* ASSIGNED TASK: Set down exactly the lines below, starting at the one that contains "invalid patterns synchronously" and ending at the one that contains "None if group_count", with both of those lines included and nothing else.

* MATERIAL SUPPLIED:
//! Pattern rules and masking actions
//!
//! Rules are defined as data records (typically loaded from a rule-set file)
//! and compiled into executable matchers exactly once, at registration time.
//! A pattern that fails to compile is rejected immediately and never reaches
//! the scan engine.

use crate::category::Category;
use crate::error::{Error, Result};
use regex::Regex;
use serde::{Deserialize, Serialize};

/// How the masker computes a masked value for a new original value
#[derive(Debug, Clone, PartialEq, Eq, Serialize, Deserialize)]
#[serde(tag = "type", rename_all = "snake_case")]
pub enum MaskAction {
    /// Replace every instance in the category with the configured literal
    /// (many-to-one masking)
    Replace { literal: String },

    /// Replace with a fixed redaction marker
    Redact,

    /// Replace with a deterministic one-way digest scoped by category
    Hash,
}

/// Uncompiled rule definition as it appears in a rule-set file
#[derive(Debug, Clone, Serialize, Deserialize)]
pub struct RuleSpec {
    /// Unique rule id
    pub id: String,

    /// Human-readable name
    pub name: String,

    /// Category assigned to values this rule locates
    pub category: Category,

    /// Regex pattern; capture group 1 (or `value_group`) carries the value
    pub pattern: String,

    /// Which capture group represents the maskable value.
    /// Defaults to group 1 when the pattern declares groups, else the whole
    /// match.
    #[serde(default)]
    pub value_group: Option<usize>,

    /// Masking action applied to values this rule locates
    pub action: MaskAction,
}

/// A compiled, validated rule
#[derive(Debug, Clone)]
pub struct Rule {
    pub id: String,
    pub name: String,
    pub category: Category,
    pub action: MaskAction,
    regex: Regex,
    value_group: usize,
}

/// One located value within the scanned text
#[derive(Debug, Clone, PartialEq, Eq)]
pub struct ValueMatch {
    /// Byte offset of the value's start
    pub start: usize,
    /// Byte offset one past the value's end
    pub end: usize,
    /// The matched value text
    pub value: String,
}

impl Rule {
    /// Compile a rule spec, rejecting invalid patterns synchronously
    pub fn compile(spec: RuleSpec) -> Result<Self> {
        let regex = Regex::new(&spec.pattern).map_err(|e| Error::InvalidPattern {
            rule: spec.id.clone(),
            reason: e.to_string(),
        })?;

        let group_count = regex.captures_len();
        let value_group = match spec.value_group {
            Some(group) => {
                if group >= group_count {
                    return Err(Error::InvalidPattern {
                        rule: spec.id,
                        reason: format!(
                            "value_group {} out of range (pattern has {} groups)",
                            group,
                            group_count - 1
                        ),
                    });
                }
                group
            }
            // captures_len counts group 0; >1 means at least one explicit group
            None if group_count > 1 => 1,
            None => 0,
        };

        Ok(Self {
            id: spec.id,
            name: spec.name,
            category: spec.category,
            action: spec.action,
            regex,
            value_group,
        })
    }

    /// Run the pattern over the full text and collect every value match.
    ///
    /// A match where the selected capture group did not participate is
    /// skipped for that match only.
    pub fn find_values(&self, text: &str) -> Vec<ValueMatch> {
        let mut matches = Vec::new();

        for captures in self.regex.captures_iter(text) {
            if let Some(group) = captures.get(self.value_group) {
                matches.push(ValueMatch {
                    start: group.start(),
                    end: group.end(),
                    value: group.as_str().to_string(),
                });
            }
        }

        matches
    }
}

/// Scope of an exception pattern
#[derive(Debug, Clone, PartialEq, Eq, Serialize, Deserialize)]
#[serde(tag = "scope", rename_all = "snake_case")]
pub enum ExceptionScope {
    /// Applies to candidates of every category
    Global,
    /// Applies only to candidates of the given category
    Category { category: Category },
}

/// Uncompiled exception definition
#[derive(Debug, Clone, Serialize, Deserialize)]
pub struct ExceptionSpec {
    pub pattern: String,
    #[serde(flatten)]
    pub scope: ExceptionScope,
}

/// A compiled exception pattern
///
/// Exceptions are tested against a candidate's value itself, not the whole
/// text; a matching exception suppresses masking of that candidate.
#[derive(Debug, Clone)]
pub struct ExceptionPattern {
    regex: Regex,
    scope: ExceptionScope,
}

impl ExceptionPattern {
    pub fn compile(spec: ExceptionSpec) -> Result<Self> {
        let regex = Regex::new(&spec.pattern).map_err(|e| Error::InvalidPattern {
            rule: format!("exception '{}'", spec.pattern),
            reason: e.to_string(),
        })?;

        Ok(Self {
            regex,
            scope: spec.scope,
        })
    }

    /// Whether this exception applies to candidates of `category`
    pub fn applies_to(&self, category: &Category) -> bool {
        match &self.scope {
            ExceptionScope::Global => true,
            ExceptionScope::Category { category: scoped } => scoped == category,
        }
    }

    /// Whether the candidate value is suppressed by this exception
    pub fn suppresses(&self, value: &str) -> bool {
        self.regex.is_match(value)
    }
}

--

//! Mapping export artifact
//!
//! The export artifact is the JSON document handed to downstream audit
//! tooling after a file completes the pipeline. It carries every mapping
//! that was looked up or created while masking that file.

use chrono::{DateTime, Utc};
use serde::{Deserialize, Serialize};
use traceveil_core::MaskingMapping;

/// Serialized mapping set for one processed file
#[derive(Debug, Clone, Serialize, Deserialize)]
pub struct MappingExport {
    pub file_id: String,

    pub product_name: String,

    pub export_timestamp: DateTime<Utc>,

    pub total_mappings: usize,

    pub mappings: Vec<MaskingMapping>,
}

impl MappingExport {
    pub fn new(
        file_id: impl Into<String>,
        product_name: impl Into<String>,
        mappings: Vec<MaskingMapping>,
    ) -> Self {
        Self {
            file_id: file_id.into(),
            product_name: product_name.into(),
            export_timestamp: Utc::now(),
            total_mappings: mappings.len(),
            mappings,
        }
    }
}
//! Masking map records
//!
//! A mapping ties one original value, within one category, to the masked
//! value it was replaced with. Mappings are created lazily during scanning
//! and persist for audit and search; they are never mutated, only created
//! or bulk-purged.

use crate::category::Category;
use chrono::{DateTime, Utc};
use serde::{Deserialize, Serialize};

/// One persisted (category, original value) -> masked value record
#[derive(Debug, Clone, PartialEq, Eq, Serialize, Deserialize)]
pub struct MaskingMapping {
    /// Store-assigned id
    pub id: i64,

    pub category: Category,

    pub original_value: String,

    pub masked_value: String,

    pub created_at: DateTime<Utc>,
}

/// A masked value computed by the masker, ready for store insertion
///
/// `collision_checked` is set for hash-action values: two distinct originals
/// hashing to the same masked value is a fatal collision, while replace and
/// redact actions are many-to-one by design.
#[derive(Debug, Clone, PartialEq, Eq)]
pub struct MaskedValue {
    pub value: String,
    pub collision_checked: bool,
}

* THE ANSWER:
    /// Compile a rule spec, rejecting invalid patterns synchronously
    pub fn compile(spec: RuleSpec) -> Result<Self> {
        let regex = Regex::new(&spec.pattern).map_err(|e| Error::InvalidPattern {
            rule: spec.id.clone(),
            reason: e.to_string(),
        })?;

        let group_count = regex.captures_len();
        let value_group = match spec.value_group {
            Some(group) => {
                if group >= group_count {
                    return Err(Error::InvalidPattern {
                        rule: spec.id,
                        reason: format!(
                            "value_group {} out of range (pattern has {} groups)",
                            group,
                            group_count - 1
                        ),
                    });
                }
                group
            }
            // captures_len counts group 0; >1 means at least one explicit group
            None if group_count > 1 => 1,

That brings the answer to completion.